Anna's now working on a new project - an attempt to actually reverse the rural to urban migration, working with Flourishing Futures to identify people who might want to move back to the countryside. 'It's really in the beginning stages – we don't even know if it's possible,' Anna says. 'As Sheri was saying, a lot of families have sold their gers. We don't want to just give them one, so perhaps, during the summer season, we could lend them two or three gers so they could host tourists for us while they're getting back into the swing of countryside life. Then, hopefully, at the end of a season or two, they will have made enough money from hosting tourists to buy a ger of their own.' Panoramic Journeys does have some experience in this area upon which it can draw.
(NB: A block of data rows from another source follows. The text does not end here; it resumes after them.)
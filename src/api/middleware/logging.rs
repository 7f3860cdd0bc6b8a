//! Logging middleware for request/response tracing.

use std::time::Instant;

use axum::{extract::Request, middleware::Next, response::Response};
use tracing::{Instrument, Level, info, span};

use super::RequestId;

/// Logs every request and its response inside an `http_request` span.
///
/// # Logged Information
/// - Request: HTTP method, path, request ID
/// - Response: status code, duration in milliseconds
pub async fn logging_middleware(request: Request, next: Next) -> Response {
    let method = request.method().clone();
    let path = request.uri().path().to_string();
    let request_id = request
        .extensions()
        .get::<RequestId>()
        .map(|r| r.0.clone())
        .unwrap_or_else(|| "unknown".to_string());

    let span = span!(
        Level::INFO,
        "http_request",
        method = %method,
        path = %path,
        request_id = %request_id
    );

    async move {
        info!("Request received");

        let start = Instant::now();
        let response = next.run(request).await;

        info!(
            status = response.status().as_u16(),
            duration_ms = start.elapsed().as_millis() as u64,
            "Response sent"
        );

        response
    }
    .instrument(span)
    .await
}
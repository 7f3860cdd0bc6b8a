//! CLI module for empatia-api
//!
//! - Argument parsing with clap
//! - Configuration merging (CLI args + config files)
//! - Command dispatch to the serve and migrate handlers

pub mod config_merger;
pub mod executor;
pub mod handlers;
pub mod parser;
pub mod validation;

pub use config_merger::ConfigurationMerger;
pub use executor::execute_command;
pub use parser::{Cli, Commands, Environment, LogLevel};

use anyhow::Context;

use crate::config::Settings;
use crate::logger::init_logger;

/// Loads file configuration and applies CLI overrides.
///
/// # Errors
/// Returns error if configuration loading, merging, or validation fails
pub fn load_and_merge_config(cli: &Cli) -> anyhow::Result<Settings> {
    let merger = ConfigurationMerger::from_cli(cli).context("Configuration error")?;

    merger
        .merge_cli_args(cli)
        .context("Configuration merge error")
}

/// Installs the global tracing subscriber described by `settings.logger`.
pub fn init_logger_from_settings(settings: &Settings) -> anyhow::Result<()> {
    let logger_config = settings
        .logger
        .clone()
        .into_logger_config()
        .context("Logger configuration error")?;

    init_logger(logger_config).context("Logger initialization error")
}
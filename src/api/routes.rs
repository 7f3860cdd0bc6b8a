//! Router configuration for the API.
//!
//! This module provides centralized route registration and middleware
//! configuration for the application.

use axum::{Router, middleware};
use utoipa::OpenApi;
use utoipa_axum::router::OpenApiRouter;
use utoipa_swagger_ui::SwaggerUi;

use crate::api::doc::ApiDoc;
use crate::api::handlers;
use crate::api::middleware::{logging_middleware, request_id_middleware};
use crate::state::AppState;

/// Path of the generated OpenAPI document.
pub const OPENAPI_PATH: &str = "/api-docs/openapi.json";

/// Creates the main application router with all routes and middleware.
///
/// # Middleware Order
/// Middleware is applied in reverse order of declaration (last added runs first):
/// 1. Request ID middleware (runs first) - generates/propagates request IDs
/// 2. Logging middleware (runs second) - logs requests with request IDs
///
/// # Routes
/// - `/api/users` - User CRUD and search
/// - `/health`, `/health/ready`, `/health/live` - Probes
/// - `/swagger-ui` - Interactive API documentation
///
/// # Example
/// ```ignore
/// let state = AppState::new(store);
/// let router = create_router(state);
/// ```
pub fn create_router(state: AppState) -> Router {
    let (router, api) = OpenApiRouter::with_openapi(ApiDoc::openapi())
        .nest("/api/users", handlers::users::user_routes())
        .merge(handlers::health::health_routes())
        .split_for_parts();

    router
        .merge(SwaggerUi::new("/swagger-ui").url(OPENAPI_PATH, api))
        .layer(middleware::from_fn(logging_middleware))
        .layer(middleware::from_fn(request_id_middleware))
        .with_state(state)
}
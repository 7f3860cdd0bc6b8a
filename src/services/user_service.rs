//! User service for business logic operations.
//!
//! Enforces e-mail uniqueness on create and the id guards on update and
//! delete, then delegates to the configured `UserStore`.

use std::sync::Arc;

use crate::error::{AppError, AppResult};
use crate::models::{Page, PageRequest, User, UserFilter};
use crate::repositories::UserStore;

/// User service for handling user-related business logic.
#[derive(Clone)]
pub struct UserService {
    store: Arc<dyn UserStore>,
}

impl UserService {
    /// Creates a new UserService over the given store.
    pub fn new(store: Arc<dyn UserStore>) -> Self {
        Self { store }
    }

    /// Registers a new user.
    ///
    /// # Errors
    /// `DuplicateEmail` if another user already has this e-mail. The check
    /// and the insert are separate calls; a concurrent duplicate is caught
    /// by the store and reported the same way.
    pub async fn create(&self, user: User) -> AppResult<User> {
        if self.store.exists_by_email(&user.email).await? {
            tracing::warn!(email = %user.email, "Rejected user with duplicate e-mail");
            return Err(AppError::DuplicateEmail);
        }

        let created = self.store.save(user).await?;
        tracing::info!(user_id = ?created.id, "User created");
        Ok(created)
    }

    /// Gets a user by id. Absence is not an error.
    pub async fn get_by_id(&self, id: i64) -> AppResult<Option<User>> {
        self.store.find_by_id(id).await
    }

    /// Deletes the user without re-checking that it exists.
    ///
    /// # Errors
    /// `InvalidArgument` if the user has no id.
    pub async fn delete(&self, user: &User) -> AppResult<()> {
        let Some(id) = user.id else {
            tracing::error!("Delete called for a user without id");
            return Err(AppError::missing_user_id());
        };

        self.store.delete(user).await?;
        tracing::info!(user_id = id, "User deleted");
        Ok(())
    }

    /// Overwrites every field of the stored user except the id.
    ///
    /// # Errors
    /// `InvalidArgument` if the user has no id, `NotFound` if no user has it.
    pub async fn update(&self, user: User) -> AppResult<User> {
        let Some(id) = user.id else {
            tracing::error!("Update called for a user without id");
            return Err(AppError::missing_user_id());
        };

        let updated = self.store.save(user).await?;
        tracing::info!(user_id = id, "User updated");
        Ok(updated)
    }

    /// Searches users by example. An empty page is not an error.
    pub async fn find(&self, filter: &UserFilter, page: PageRequest) -> AppResult<Page<User>> {
        tracing::debug!(?filter, page = page.page, size = page.size, "Searching users");
        self.store.find_filtered(filter, page).await
    }
}

#[cfg(test)]
mod tests {
    use super::*;
    use crate::repositories::InMemoryUserRepository;
    use async_trait::async_trait;
    use std::sync::Mutex;

    fn service() -> UserService {
        UserService::new(Arc::new(InMemoryUserRepository::new()))
    }

    fn jhon() -> User {
        User {
            id: None,
            name: "Jhon Dole".to_string(),
            email: "jhon@dole.com".to_string(),
            password: "123456789".to_string(),
            role: 1,
            cellphone: "99999999999".to_string(),
        }
    }

    /// Store that reports every e-mail as free and records calls.
    #[derive(Default)]
    struct RecordingStore {
        saved: Mutex<Vec<User>>,
        deleted: Mutex<Vec<Option<i64>>>,
    }

    #[async_trait]
    impl UserStore for RecordingStore {
        async fn find_by_id(&self, _id: i64) -> AppResult<Option<User>> {
            Ok(None)
        }

        async fn exists_by_email(&self, _email: &str) -> AppResult<bool> {
            Ok(false)
        }

        async fn save(&self, mut user: User) -> AppResult<User> {
            user.id.get_or_insert(100);
            self.saved.lock().unwrap().push(user.clone());
            Ok(user)
        }

        async fn delete(&self, user: &User) -> AppResult<()> {
            self.deleted.lock().unwrap().push(user.id);
            Ok(())
        }

        async fn find_filtered(
            &self,
            _filter: &UserFilter,
            page: PageRequest,
        ) -> AppResult<Page<User>> {
            Ok(Page::new(Vec::new(), 0, page))
        }

        async fn ping(&self) -> AppResult<()> {
            Ok(())
        }
    }

    #[tokio::test]
    async fn test_create_assigns_id() {
        let created = service().create(jhon()).await.unwrap();

        assert!(created.id.is_some());
        assert_eq!(created.email, "jhon@dole.com");
    }

    #[tokio::test]
    async fn test_create_duplicate_email_fails() {
        let service = service();
        service.create(jhon()).await.unwrap();

        let err = service.create(jhon()).await.unwrap_err();
        assert!(matches!(err, AppError::DuplicateEmail));
        assert_eq!(err.to_string(), "E-mail já cadastrado.");
    }

    #[tokio::test]
    async fn test_create_race_surfaces_as_duplicate_email() {
        // The store-level check catches what exists_by_email let through.
        let store = Arc::new(InMemoryUserRepository::new());
        store.save(jhon()).await.unwrap();

        struct BlindStore(Arc<InMemoryUserRepository>);

        #[async_trait]
        impl UserStore for BlindStore {
            async fn find_by_id(&self, id: i64) -> AppResult<Option<User>> {
                self.0.find_by_id(id).await
            }
            async fn exists_by_email(&self, _email: &str) -> AppResult<bool> {
                Ok(false)
            }
            async fn save(&self, user: User) -> AppResult<User> {
                self.0.save(user).await
            }
            async fn delete(&self, user: &User) -> AppResult<()> {
                self.0.delete(user).await
            }
            async fn find_filtered(
                &self,
                filter: &UserFilter,
                page: PageRequest,
            ) -> AppResult<Page<User>> {
                self.0.find_filtered(filter, page).await
            }
            async fn ping(&self) -> AppResult<()> {
                Ok(())
            }
        }

        let service = UserService::new(Arc::new(BlindStore(store)));
        let err = service.create(jhon()).await.unwrap_err();
        assert!(matches!(err, AppError::DuplicateEmail));
    }

    #[tokio::test]
    async fn test_get_by_id_is_idempotent() {
        let service = service();
        let created = service.create(jhon()).await.unwrap();
        let id = created.id.unwrap();

        let first = service.get_by_id(id).await.unwrap();
        let second = service.get_by_id(id).await.unwrap();

        assert_eq!(first, Some(created));
        assert_eq!(first, second);
        assert!(service.get_by_id(id + 1).await.unwrap().is_none());
    }

    #[tokio::test]
    async fn test_delete_without_id_is_invalid_argument() {
        let store = Arc::new(RecordingStore::default());
        let service = UserService::new(store.clone());

        let err = service.delete(&jhon()).await.unwrap_err();
        assert!(matches!(err, AppError::InvalidArgument { .. }));
        assert!(err.to_string().contains("User id can't be null"));
        assert!(store.deleted.lock().unwrap().is_empty());
    }

    #[tokio::test]
    async fn test_delete_removes_user() {
        let service = service();
        let created = service.create(jhon()).await.unwrap();

        service.delete(&created).await.unwrap();
        assert!(service.get_by_id(created.id.unwrap()).await.unwrap().is_none());
    }

    #[tokio::test]
    async fn test_delete_does_not_check_existence() {
        let store = Arc::new(RecordingStore::default());
        let service = UserService::new(store.clone());
        let mut ghost = jhon();
        ghost.id = Some(5);

        service.delete(&ghost).await.unwrap();
        assert_eq!(*store.deleted.lock().unwrap(), vec![Some(5)]);
    }

    #[tokio::test]
    async fn test_update_without_id_is_invalid_argument() {
        let store = Arc::new(RecordingStore::default());
        let service = UserService::new(store.clone());

        let err = service.update(jhon()).await.unwrap_err();
        assert!(matches!(err, AppError::InvalidArgument { .. }));
        assert!(store.saved.lock().unwrap().is_empty());
    }

    #[tokio::test]
    async fn test_update_overwrites_fields_and_keeps_id() {
        let service = service();
        let mut user = service.create(jhon()).await.unwrap();
        let id = user.id;

        user.name = "Jhon Updated".to_string();
        user.role = 2;
        let updated = service.update(user).await.unwrap();

        assert_eq!(updated.id, id);
        assert_eq!(updated.name, "Jhon Updated");
        assert_eq!(service.get_by_id(id.unwrap()).await.unwrap(), Some(updated));
    }

    #[tokio::test]
    async fn test_update_of_missing_id_is_not_found() {
        let mut ghost = jhon();
        ghost.id = Some(77);

        let err = service().update(ghost).await.unwrap_err();
        assert!(matches!(err, AppError::NotFound { .. }));
    }

    #[tokio::test]
    async fn test_find_returns_matches_and_empty_pages() {
        let service = service();
        service.create(jhon()).await.unwrap();

        let filter = UserFilter {
            name: Some("Jhon Dole".to_string()),
            email: Some("jhon@dole.com".to_string()),
            ..Default::default()
        };
        let page = service.find(&filter, PageRequest::new(0, 100)).await.unwrap();
        assert_eq!(page.items.len(), 1);
        assert_eq!(page.total, 1);

        let none = UserFilter {
            name: Some("nobody".to_string()),
            ..Default::default()
        };
        let empty = service.find(&none, PageRequest::default()).await.unwrap();
        assert!(empty.items.is_empty());
        assert_eq!(empty.total, 0);
    }
}
//! Async database connection pool implementation.
//!
//! Uses bb8 connection pool manager with diesel_async for PostgreSQL connections.

use std::time::Duration;

use diesel_async::AsyncPgConnection;
use diesel_async::pooled_connection::AsyncDieselConnectionManager;
use diesel_async::pooled_connection::bb8::Pool;

use crate::config::DatabaseConfig;
use crate::error::AppError;

/// Async connection pool type alias.
///
/// bb8::Pool internally uses Arc, so Clone is cheap.
pub type AsyncDbPool = Pool<AsyncPgConnection>;

/// Creates an async database connection pool from the database settings.
///
/// # Errors
///
/// Returns `AppError::ConnectionPool` if the initial connections cannot be
/// established within the configured timeout.
///
/// # Example
///
/// ```ignore
/// let pool = establish_async_connection_pool(&settings.database).await?;
/// let mut conn = pool.get().await?;
/// ```
pub async fn establish_async_connection_pool(
    config: &DatabaseConfig,
) -> Result<AsyncDbPool, AppError> {
    let manager = AsyncDieselConnectionManager::<AsyncPgConnection>::new(config.url.as_str());

    let pool = Pool::builder()
        .max_size(config.max_connections)
        .min_idle(Some(config.min_connections))
        .connection_timeout(Duration::from_secs(config.connection_timeout))
        .build(manager)
        .await
        .map_err(|e| AppError::ConnectionPool {
            source: anyhow::Error::from(e),
        })?;

    tracing::info!(
        max_connections = config.max_connections,
        min_connections = config.min_connections,
        "Database connection pool established"
    );

    Ok(pool)
}
use shadow_rs::ShadowBuilder;

fn main() {
    // Embedded migrations must be re-read when a new one is added
    println!("cargo:rerun-if-changed=migrations");

    ShadowBuilder::builder()
        .build()
        .expect("Failed to generate build metadata");
}
//! PostgreSQL user repository.
//!
//! Provides the `UserStore` operations for the users table using diesel_async.

use async_trait::async_trait;
use diesel::pg::Pg;
use diesel::prelude::*;
use diesel_async::RunQueryDsl;

use crate::db::AsyncDbPool;
use crate::error::{AppError, AppResult, DatabaseErrorConverter};
use crate::models::{Page, PageRequest, User, UserChanges, UserFilter, UserRow};
use crate::repositories::UserStore;
use crate::schema::users;

/// User repository holding an async connection pool.
///
/// Since `AsyncDbPool` (bb8::Pool) internally uses `Arc`, cloning is cheap.
#[derive(Clone)]
pub struct PgUserRepository {
    pool: AsyncDbPool,
}

impl PgUserRepository {
    /// Creates a new PgUserRepository with the given connection pool.
    pub fn new(pool: AsyncDbPool) -> Self {
        Self { pool }
    }

    async fn insert(&self, user: &User) -> AppResult<User> {
        let mut conn = self.pool.get().await?;

        let row = diesel::insert_into(users::table)
            .values(UserChanges::from(user))
            .returning(UserRow::as_returning())
            .get_result(&mut conn)
            .await
            .map_err(|e| DatabaseErrorConverter::convert_diesel_error(e, "insert user"))?;

        Ok(row.into())
    }

    async fn overwrite(&self, user_id: i64, user: &User) -> AppResult<User> {
        let mut conn = self.pool.get().await?;

        let row = diesel::update(users::table.find(user_id))
            .set(UserChanges::from(user))
            .returning(UserRow::as_returning())
            .get_result(&mut conn)
            .await
            .optional()
            .map_err(|e| DatabaseErrorConverter::convert_diesel_error(e, "update user"))?;

        row.map(User::from)
            .ok_or_else(|| AppError::user_not_found(user_id))
    }
}

/// Turns a criterion into an ILIKE pattern matching it as a literal substring.
pub(crate) fn like_pattern(criterion: &str) -> String {
    let mut pattern = String::with_capacity(criterion.len() + 2);
    pattern.push('%');
    for c in criterion.chars() {
        if matches!(c, '\\' | '%' | '_') {
            pattern.push('\\');
        }
        pattern.push(c);
    }
    pattern.push('%');
    pattern
}

fn filtered_query(filter: &UserFilter) -> users::BoxedQuery<'static, Pg> {
    let mut query = users::table.into_boxed();

    if let Some(user_id) = filter.id {
        query = query.filter(users::id.eq(user_id));
    }
    if let Some(role) = filter.role {
        query = query.filter(users::role.eq(role));
    }
    if let Some(name) = filter.name() {
        query = query.filter(users::name.ilike(like_pattern(name)));
    }
    if let Some(email) = filter.email() {
        query = query.filter(users::email.ilike(like_pattern(email)));
    }
    if let Some(password) = filter.password() {
        query = query.filter(users::password.ilike(like_pattern(password)));
    }
    if let Some(cellphone) = filter.cellphone() {
        query = query.filter(users::cellphone.ilike(like_pattern(cellphone)));
    }

    query
}

#[async_trait]
impl UserStore for PgUserRepository {
    async fn find_by_id(&self, user_id: i64) -> AppResult<Option<User>> {
        let mut conn = self.pool.get().await?;

        let row = users::table
            .find(user_id)
            .select(UserRow::as_select())
            .first(&mut conn)
            .await
            .optional()
            .map_err(|e| DatabaseErrorConverter::convert_diesel_error(e, "find user"))?;

        Ok(row.map(User::from))
    }

    async fn exists_by_email(&self, user_email: &str) -> AppResult<bool> {
        let mut conn = self.pool.get().await?;

        diesel::select(diesel::dsl::exists(
            users::table.filter(users::email.eq(user_email)),
        ))
        .get_result(&mut conn)
        .await
        .map_err(|e| DatabaseErrorConverter::convert_diesel_error(e, "check user email"))
    }

    async fn save(&self, user: User) -> AppResult<User> {
        match user.id {
            None => self.insert(&user).await,
            Some(user_id) => self.overwrite(user_id, &user).await,
        }
    }

    async fn delete(&self, user: &User) -> AppResult<()> {
        let Some(user_id) = user.id else {
            return Ok(());
        };
        let mut conn = self.pool.get().await?;

        let affected = diesel::delete(users::table.find(user_id))
            .execute(&mut conn)
            .await
            .map_err(|e| DatabaseErrorConverter::convert_diesel_error(e, "delete user"))?;

        tracing::debug!(user_id, affected, "Deleted user rows");
        Ok(())
    }

    async fn find_filtered(
        &self,
        filter: &UserFilter,
        page: PageRequest,
    ) -> AppResult<Page<User>> {
        let mut conn = self.pool.get().await?;

        let rows: Vec<UserRow> = filtered_query(filter)
            .select(UserRow::as_select())
            .order(users::id.asc())
            .offset(i64::try_from(page.offset()).unwrap_or(i64::MAX))
            .limit(i64::from(page.limit()))
            .load(&mut conn)
            .await
            .map_err(|e| DatabaseErrorConverter::convert_diesel_error(e, "search users"))?;

        let total: i64 = filtered_query(filter)
            .count()
            .get_result(&mut conn)
            .await
            .map_err(|e| DatabaseErrorConverter::convert_diesel_error(e, "count users"))?;

        Ok(Page::new(
            rows.into_iter().map(User::from).collect(),
            u64::try_from(total).unwrap_or_default(),
            page,
        ))
    }

    async fn ping(&self) -> AppResult<()> {
        let mut conn = self.pool.get().await?;

        diesel::sql_query("SELECT 1")
            .execute(&mut conn)
            .await
            .map_err(|e| DatabaseErrorConverter::convert_diesel_error(e, "ping"))?;

        Ok(())
    }
}

#[cfg(test)]
mod tests {
    use super::*;
    use diesel::debug_query;

    #[test]
    fn test_like_pattern_wraps_in_wildcards() {
        assert_eq!(like_pattern("Jhon"), "%Jhon%");
        assert_eq!(like_pattern(""), "%%");
    }

    #[test]
    fn test_like_pattern_escapes_wildcards() {
        assert_eq!(like_pattern("50%"), "%50\\%%");
        assert_eq!(like_pattern("a_b"), "%a\\_b%");
        assert_eq!(like_pattern("c:\\tmp"), "%c:\\\\tmp%");
    }

    #[test]
    fn test_empty_filter_has_no_where_clause() {
        let query = filtered_query(&UserFilter::default());
        let sql = debug_query::<Pg, _>(&query).to_string();
        assert!(!sql.contains("WHERE"));
    }

    #[test]
    fn test_filter_builds_ilike_and_equality() {
        let filter = UserFilter {
            name: Some("Jhon".to_string()),
            role: Some(1),
            email: Some(String::new()),
            ..Default::default()
        };
        let query = filtered_query(&filter);
        let sql = debug_query::<Pg, _>(&query).to_string();

        assert!(sql.contains("\"users\".\"name\" ILIKE"));
        assert!(sql.contains("\"users\".\"role\" ="));
        assert!(!sql.contains("\"users\".\"email\" ILIKE"));
        assert!(sql.contains("%Jhon%"));
    }
}
//! In-process user store.

use std::collections::BTreeMap;

use async_trait::async_trait;
use tokio::sync::RwLock;

use crate::error::{AppError, AppResult};
use crate::models::{Page, PageRequest, User, UserFilter};
use crate::repositories::UserStore;

/// Users kept in a `BTreeMap` keyed by id, so iteration is already in
/// ascending id order.
///
/// Ids start at 1 and are never reused. E-mail uniqueness is checked under
/// the write lock.
#[derive(Default)]
pub struct InMemoryUserRepository {
    state: RwLock<State>,
}

#[derive(Default)]
struct State {
    users: BTreeMap<i64, User>,
    last_id: i64,
}

impl State {
    fn email_taken(&self, email: &str, except: Option<i64>) -> bool {
        self.users
            .values()
            .any(|u| u.email == email && u.id != except)
    }
}

impl InMemoryUserRepository {
    pub fn new() -> Self {
        Self::default()
    }
}

#[async_trait]
impl UserStore for InMemoryUserRepository {
    async fn find_by_id(&self, id: i64) -> AppResult<Option<User>> {
        Ok(self.state.read().await.users.get(&id).cloned())
    }

    async fn exists_by_email(&self, email: &str) -> AppResult<bool> {
        Ok(self.state.read().await.email_taken(email, None))
    }

    async fn save(&self, mut user: User) -> AppResult<User> {
        let mut state = self.state.write().await;

        let id = match user.id {
            None => {
                if state.email_taken(&user.email, None) {
                    return Err(AppError::DuplicateEmail);
                }
                state.last_id += 1;
                user.id = Some(state.last_id);
                state.last_id
            }
            Some(id) => {
                if !state.users.contains_key(&id) {
                    return Err(AppError::user_not_found(id));
                }
                if state.email_taken(&user.email, Some(id)) {
                    return Err(AppError::DuplicateEmail);
                }
                id
            }
        };

        state.users.insert(id, user.clone());
        Ok(user)
    }

    async fn delete(&self, user: &User) -> AppResult<()> {
        if let Some(id) = user.id {
            self.state.write().await.users.remove(&id);
        }
        Ok(())
    }

    async fn find_filtered(
        &self,
        filter: &UserFilter,
        page: PageRequest,
    ) -> AppResult<Page<User>> {
        let state = self.state.read().await;

        let matching: Vec<&User> = state.users.values().filter(|u| filter.matches(u)).collect();
        let total = matching.len() as u64;
        let skip = usize::try_from(page.offset()).unwrap_or(usize::MAX);

        let items = matching
            .into_iter()
            .skip(skip)
            .take(page.limit() as usize)
            .cloned()
            .collect();

        Ok(Page::new(items, total, page))
    }

    async fn ping(&self) -> AppResult<()> {
        Ok(())
    }
}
'Naraa and Bujee had to move to the city after their ger burnt to the ground twice,' Karina explains. 'They both found jobs in the city, but wanted to return to their roots in the countryside. We gave them support and hands-on experience of hosting guests in our gers.' The couple, with whom my family and I also stayed, now have their own tourism business near Terelj National Park but are able to live as nomads, using the supplementary income they gain from hosting tourists and leading horseback treks to help pay for their children’s education.

'We're also supporting three of our guides who've returned to their home province to set up their own tourist accommodation,' Karina adds. 'They, in turn, are employing the students in their locality with the best English, which makes them good role models going forward.'

Because of the nature of nomad life, where communication can be difficult, those who live in rural areas are often unaware of the reality of life in the ger districts. In an attempt to rectify this, Panoramic Journeys is working with local people on a short film about life in UB. 'We're planning to show this film to groups of nomads and to open up the debate about the pros and cons of nomadic versus urban living,' Karina explains.

Panoramic Journeys' guests can also have an impact in this area. 'A few of our host families have told us that conversations they've had have led them to question their belief that moving to the city is the way to succeed,' Karina says.

Obviously, given the scale of the internal migration taking place in Mongolia, these projects can have a relatively limited impact, but Karina firmly believes that tourism has an important role to play. 'If we can change the lives of a few individuals and families for the better, we'll consider it a good achievement,' she says. 'If we can come up with a model that has this impact and can be used further afield, it will be a great achievement.'

If you are interested in learning more about how you can get involved with the projects that Panoramic Journeys are involved in, please get in touch.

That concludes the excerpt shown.